**TASK PROMPT**
Pick out each line of the records in which the word "dimmed" appears.

**Stored items**
= = = = =

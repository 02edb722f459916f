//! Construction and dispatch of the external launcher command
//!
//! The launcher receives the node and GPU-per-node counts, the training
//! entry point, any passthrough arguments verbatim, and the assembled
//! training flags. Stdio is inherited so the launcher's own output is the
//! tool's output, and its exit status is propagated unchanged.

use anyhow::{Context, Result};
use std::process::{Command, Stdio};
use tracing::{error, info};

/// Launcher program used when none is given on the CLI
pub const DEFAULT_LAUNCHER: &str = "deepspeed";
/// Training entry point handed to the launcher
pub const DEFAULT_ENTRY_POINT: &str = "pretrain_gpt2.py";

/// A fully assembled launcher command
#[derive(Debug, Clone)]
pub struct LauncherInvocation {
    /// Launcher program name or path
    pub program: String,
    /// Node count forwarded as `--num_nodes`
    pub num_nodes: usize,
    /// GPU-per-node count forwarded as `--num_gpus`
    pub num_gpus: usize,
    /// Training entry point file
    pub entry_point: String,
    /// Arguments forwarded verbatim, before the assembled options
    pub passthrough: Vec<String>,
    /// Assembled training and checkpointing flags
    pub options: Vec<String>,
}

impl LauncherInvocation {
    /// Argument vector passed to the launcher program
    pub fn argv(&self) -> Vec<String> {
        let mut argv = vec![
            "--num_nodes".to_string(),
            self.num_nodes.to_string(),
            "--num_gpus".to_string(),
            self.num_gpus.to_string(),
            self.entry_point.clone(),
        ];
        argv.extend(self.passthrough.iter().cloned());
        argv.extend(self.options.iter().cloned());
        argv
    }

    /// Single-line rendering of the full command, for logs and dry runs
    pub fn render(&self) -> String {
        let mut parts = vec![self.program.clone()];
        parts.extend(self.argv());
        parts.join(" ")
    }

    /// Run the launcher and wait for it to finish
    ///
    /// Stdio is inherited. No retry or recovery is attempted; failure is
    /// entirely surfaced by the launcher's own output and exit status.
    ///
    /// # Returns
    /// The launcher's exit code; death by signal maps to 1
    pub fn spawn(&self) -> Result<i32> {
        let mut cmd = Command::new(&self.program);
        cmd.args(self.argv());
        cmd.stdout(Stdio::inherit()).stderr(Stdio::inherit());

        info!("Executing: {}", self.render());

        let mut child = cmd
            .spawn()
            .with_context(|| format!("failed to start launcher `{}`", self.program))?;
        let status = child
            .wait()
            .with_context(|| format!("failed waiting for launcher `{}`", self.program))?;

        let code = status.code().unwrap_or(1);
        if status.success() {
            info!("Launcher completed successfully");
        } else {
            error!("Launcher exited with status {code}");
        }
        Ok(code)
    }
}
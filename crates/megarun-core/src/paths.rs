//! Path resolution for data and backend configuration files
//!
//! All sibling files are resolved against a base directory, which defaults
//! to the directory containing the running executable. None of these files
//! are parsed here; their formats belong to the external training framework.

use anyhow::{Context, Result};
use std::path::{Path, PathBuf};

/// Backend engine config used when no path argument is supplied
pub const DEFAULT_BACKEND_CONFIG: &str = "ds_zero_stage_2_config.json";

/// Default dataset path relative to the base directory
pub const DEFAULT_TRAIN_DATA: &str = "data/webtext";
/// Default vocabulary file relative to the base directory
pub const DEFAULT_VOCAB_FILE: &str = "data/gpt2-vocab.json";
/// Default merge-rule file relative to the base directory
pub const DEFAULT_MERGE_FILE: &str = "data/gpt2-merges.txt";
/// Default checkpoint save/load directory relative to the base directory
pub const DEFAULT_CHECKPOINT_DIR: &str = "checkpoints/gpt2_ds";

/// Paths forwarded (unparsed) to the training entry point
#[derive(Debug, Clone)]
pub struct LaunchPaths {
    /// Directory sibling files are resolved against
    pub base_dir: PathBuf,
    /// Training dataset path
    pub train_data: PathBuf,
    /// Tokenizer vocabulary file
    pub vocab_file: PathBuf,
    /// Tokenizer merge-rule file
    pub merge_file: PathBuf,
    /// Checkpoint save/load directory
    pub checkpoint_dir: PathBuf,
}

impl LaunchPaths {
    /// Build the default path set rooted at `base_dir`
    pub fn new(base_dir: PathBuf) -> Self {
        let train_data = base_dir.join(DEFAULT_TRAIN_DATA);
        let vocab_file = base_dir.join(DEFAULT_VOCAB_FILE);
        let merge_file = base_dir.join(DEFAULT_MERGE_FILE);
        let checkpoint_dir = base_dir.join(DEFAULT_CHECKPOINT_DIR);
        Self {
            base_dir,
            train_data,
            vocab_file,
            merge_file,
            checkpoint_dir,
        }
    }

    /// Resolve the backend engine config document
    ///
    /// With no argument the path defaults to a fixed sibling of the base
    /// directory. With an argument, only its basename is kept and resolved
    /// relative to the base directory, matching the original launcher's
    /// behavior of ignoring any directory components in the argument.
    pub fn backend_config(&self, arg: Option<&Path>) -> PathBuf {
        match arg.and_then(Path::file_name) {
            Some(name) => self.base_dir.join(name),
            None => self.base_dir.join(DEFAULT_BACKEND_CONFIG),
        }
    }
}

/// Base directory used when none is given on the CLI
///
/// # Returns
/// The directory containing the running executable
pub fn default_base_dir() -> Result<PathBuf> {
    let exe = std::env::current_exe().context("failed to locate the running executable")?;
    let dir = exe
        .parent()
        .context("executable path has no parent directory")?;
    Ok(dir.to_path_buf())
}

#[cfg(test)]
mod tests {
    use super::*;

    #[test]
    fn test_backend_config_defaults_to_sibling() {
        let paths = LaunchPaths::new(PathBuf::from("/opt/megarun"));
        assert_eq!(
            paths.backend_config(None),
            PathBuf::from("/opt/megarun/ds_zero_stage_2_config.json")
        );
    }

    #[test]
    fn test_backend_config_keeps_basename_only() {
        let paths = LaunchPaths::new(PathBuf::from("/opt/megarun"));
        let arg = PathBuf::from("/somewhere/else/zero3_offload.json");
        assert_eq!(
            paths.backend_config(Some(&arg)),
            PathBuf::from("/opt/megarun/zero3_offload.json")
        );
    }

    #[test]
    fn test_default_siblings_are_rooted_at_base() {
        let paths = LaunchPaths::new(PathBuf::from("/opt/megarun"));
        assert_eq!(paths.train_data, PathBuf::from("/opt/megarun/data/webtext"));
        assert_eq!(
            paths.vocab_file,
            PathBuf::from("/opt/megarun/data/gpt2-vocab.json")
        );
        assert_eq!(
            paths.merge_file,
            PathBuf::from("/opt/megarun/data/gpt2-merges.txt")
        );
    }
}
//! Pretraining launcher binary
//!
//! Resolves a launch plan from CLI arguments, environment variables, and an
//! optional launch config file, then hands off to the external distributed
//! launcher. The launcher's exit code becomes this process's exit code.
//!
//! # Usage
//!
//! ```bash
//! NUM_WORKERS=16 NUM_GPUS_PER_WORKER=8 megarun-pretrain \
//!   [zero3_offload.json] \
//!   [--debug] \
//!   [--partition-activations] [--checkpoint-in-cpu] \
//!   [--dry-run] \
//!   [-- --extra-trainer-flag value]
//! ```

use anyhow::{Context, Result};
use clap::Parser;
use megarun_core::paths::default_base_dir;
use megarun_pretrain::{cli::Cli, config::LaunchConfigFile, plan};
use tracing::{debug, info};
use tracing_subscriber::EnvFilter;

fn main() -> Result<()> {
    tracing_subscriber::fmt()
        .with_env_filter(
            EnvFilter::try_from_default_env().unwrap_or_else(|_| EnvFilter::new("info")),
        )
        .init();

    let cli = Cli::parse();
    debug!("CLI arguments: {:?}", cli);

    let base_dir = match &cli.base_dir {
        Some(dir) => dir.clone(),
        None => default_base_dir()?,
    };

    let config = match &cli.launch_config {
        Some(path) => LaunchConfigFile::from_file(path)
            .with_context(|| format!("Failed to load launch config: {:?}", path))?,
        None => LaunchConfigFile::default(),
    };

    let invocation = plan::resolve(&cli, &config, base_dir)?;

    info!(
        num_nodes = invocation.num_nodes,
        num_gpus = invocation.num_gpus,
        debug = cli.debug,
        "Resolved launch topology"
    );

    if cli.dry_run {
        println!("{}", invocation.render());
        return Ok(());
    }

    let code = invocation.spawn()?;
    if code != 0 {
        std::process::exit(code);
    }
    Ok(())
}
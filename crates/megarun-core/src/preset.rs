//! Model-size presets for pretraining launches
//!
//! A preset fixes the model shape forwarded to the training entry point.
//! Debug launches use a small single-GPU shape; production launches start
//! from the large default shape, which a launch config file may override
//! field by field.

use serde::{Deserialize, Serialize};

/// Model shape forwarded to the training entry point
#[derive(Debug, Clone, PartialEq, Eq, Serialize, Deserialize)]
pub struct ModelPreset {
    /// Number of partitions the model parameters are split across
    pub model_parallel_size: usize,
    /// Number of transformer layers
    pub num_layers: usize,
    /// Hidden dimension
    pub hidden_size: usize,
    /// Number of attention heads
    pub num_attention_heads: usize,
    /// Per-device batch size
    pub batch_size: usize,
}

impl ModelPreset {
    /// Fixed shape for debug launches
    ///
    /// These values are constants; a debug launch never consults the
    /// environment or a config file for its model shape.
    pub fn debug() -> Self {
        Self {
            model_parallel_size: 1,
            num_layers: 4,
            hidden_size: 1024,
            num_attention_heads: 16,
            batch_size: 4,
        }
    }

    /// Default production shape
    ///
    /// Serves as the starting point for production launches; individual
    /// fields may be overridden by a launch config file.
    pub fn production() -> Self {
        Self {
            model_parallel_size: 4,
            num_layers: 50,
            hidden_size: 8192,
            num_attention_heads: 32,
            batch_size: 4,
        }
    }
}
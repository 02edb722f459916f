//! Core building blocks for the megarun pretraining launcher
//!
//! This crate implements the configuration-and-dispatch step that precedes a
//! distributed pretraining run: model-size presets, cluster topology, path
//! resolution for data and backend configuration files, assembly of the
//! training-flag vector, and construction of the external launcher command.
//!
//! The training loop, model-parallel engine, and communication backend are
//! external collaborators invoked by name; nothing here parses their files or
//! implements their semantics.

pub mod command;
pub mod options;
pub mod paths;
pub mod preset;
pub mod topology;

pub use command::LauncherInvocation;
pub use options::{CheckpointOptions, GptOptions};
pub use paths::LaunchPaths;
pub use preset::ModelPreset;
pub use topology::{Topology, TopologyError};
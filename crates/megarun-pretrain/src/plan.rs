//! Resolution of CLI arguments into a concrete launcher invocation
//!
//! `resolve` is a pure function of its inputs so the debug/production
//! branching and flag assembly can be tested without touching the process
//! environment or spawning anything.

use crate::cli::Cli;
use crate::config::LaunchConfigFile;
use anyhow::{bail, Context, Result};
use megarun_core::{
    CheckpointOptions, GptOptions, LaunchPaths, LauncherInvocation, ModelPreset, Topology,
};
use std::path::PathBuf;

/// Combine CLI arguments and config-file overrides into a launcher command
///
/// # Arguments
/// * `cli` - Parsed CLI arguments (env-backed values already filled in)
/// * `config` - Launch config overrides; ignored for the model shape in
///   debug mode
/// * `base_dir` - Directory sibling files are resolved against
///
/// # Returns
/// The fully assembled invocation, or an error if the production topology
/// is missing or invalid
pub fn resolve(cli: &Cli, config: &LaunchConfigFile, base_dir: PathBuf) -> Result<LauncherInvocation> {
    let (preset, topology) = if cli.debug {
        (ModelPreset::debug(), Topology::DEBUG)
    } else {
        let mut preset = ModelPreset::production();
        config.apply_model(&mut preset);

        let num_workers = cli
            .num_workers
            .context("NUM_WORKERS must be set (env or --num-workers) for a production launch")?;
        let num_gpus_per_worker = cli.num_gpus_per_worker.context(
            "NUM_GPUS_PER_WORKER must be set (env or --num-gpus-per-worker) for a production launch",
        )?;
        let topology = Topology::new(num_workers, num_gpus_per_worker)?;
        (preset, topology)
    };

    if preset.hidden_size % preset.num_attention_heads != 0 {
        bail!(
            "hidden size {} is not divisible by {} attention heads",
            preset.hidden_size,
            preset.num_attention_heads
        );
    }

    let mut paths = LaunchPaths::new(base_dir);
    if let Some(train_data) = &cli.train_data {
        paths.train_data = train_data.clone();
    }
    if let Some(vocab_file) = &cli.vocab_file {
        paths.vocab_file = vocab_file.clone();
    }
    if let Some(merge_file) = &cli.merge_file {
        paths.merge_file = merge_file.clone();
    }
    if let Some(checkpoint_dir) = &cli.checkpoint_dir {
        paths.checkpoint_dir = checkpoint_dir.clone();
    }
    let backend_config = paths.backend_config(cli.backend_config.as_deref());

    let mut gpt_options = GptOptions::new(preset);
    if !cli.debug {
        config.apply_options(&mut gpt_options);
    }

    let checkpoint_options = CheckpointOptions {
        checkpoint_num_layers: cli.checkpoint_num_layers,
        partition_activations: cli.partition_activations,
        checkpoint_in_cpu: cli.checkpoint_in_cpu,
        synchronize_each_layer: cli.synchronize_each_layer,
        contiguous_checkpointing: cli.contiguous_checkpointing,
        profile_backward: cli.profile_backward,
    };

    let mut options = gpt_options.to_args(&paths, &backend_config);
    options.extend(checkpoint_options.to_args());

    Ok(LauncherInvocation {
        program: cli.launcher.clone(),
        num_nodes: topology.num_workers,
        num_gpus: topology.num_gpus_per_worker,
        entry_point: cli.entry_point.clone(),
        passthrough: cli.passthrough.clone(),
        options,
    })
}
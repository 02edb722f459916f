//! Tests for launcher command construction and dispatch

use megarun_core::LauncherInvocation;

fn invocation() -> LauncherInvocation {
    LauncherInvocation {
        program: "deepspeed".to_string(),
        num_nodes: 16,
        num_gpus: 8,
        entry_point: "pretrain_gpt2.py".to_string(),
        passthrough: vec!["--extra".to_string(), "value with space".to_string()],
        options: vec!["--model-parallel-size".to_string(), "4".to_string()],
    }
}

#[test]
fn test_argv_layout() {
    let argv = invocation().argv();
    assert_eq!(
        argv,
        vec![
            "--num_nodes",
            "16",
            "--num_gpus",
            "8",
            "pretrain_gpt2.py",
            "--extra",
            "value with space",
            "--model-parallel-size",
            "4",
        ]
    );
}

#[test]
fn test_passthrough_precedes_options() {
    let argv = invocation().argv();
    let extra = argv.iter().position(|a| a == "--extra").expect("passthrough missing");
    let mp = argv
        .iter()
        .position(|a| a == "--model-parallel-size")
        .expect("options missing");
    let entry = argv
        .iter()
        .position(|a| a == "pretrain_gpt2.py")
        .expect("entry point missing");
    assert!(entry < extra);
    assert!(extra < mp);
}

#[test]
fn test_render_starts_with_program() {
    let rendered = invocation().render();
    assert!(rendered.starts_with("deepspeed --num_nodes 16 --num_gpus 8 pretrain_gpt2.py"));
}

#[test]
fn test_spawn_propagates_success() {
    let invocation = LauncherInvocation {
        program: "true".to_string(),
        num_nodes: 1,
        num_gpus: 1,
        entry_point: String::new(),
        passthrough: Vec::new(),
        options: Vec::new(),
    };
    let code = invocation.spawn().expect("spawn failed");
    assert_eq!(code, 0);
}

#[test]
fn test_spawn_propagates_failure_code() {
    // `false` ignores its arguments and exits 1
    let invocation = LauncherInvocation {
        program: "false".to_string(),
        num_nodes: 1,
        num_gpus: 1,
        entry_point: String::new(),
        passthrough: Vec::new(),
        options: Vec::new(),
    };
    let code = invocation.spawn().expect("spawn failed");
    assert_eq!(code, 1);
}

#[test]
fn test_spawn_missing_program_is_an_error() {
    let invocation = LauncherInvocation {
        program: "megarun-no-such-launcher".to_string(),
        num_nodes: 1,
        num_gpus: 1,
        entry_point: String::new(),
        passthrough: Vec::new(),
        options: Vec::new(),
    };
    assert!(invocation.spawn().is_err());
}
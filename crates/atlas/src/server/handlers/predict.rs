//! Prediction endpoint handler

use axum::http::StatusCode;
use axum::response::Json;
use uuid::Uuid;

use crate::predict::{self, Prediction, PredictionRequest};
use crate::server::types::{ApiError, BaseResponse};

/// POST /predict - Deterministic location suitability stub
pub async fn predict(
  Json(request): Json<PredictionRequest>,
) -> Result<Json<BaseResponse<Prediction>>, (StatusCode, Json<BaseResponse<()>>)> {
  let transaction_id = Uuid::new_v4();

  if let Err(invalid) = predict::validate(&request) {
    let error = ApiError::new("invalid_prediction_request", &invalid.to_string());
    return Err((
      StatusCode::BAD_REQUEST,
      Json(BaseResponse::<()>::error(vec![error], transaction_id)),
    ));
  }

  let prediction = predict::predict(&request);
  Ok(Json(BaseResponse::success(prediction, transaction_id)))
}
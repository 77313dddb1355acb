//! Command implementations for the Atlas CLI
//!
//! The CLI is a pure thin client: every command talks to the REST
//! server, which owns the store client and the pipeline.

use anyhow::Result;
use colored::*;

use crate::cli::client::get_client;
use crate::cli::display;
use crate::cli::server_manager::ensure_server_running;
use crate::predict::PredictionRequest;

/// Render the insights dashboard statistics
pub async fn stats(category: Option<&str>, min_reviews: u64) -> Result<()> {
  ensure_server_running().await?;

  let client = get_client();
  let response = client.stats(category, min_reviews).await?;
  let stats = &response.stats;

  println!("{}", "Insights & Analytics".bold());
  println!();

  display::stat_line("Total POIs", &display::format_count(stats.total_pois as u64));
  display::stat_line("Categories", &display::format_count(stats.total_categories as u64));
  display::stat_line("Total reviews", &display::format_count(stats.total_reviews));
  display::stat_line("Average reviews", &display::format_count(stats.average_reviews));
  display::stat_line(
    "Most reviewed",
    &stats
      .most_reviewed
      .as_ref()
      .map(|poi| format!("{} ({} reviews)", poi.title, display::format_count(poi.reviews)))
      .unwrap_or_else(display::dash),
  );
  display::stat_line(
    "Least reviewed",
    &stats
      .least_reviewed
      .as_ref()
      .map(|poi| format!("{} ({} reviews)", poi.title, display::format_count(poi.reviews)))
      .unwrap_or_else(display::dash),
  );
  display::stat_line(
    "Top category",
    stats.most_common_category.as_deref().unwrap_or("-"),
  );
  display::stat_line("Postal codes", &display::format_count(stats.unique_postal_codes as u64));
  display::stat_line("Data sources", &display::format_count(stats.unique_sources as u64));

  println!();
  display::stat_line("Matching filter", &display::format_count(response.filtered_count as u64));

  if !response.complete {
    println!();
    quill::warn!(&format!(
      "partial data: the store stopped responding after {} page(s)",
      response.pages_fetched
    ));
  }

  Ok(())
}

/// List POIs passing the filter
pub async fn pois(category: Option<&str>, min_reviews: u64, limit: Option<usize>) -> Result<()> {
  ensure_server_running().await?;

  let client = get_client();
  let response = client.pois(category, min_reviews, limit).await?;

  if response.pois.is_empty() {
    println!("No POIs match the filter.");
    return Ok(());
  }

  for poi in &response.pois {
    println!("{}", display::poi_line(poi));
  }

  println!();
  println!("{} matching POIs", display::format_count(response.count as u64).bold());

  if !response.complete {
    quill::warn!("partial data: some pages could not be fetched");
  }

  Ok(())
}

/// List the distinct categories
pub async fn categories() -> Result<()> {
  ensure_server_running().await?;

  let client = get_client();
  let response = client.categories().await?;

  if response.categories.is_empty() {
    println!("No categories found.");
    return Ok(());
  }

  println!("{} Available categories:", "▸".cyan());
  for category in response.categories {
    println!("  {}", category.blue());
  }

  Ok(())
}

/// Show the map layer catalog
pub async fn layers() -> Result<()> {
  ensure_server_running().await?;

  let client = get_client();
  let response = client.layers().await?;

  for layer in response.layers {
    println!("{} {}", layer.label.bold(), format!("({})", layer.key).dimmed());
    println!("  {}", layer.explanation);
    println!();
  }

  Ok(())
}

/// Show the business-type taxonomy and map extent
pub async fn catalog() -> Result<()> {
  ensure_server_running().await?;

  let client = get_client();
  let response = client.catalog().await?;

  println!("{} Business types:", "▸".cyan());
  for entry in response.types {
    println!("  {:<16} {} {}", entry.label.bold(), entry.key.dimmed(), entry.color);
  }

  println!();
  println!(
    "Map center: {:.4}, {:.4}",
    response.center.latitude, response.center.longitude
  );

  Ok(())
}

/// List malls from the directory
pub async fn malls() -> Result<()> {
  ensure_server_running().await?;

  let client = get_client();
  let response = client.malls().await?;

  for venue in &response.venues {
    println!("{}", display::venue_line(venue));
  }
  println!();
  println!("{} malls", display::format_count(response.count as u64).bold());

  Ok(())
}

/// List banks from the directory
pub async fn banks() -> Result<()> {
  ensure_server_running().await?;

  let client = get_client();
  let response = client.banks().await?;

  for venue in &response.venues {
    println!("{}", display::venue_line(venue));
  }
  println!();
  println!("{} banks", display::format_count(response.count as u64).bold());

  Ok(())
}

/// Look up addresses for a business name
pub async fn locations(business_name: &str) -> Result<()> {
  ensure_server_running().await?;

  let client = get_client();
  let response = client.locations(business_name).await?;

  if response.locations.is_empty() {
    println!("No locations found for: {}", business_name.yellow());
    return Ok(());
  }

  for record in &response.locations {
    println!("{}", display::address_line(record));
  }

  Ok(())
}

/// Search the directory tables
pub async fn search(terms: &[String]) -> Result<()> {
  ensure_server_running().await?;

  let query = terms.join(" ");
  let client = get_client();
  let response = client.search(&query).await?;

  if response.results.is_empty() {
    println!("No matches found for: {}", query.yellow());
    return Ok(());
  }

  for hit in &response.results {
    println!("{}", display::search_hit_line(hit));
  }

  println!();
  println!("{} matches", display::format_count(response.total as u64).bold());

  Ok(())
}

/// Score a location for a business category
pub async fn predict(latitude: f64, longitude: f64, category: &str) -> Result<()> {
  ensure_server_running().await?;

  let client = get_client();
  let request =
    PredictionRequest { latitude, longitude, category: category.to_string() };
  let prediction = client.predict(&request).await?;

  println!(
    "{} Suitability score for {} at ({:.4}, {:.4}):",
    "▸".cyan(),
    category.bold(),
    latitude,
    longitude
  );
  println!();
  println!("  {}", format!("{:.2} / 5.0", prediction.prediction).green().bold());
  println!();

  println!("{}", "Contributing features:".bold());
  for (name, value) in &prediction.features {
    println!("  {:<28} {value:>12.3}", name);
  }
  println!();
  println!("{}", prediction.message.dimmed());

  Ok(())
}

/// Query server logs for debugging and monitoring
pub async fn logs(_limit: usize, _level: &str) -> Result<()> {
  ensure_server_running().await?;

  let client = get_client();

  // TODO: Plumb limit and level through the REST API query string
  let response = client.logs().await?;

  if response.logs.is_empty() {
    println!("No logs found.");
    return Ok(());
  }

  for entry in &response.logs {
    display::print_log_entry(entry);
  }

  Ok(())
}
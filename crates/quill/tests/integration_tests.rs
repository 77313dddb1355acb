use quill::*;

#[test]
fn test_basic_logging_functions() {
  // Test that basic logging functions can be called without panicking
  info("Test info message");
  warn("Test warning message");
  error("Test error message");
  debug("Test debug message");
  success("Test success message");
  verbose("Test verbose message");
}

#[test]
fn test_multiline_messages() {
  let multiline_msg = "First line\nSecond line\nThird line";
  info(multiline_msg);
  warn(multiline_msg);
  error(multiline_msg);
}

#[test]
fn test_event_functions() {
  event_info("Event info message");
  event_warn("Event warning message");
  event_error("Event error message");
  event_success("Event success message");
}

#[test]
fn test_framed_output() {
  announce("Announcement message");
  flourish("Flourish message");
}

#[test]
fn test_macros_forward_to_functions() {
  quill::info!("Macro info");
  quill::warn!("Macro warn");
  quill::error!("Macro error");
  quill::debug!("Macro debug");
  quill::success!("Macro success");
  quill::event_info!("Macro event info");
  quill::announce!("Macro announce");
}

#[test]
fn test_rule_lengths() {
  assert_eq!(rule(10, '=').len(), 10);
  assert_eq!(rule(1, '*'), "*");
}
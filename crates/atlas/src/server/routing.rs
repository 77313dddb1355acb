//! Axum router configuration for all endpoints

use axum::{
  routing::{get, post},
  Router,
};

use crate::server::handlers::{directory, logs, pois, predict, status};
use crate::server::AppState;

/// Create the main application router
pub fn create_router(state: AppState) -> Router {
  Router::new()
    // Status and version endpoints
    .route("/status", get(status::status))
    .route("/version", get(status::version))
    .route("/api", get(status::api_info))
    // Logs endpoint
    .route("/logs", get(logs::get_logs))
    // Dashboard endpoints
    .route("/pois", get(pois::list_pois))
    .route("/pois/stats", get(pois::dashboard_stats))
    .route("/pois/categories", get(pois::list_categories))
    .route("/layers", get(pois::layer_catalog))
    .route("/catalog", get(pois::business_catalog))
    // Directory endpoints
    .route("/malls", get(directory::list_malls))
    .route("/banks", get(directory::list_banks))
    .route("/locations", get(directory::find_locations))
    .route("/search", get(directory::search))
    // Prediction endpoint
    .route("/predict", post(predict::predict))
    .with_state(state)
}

= = = = =

**OUTPUT FOR THIS EXERCISE**
    println!("{} {}", layer.label.bold(), format!("({})", layer.key).dimmed());
    println!("  {:<16} {} {}", entry.label.bold(), entry.key.dimmed(), entry.color);
  println!("{}", prediction.message.dimmed());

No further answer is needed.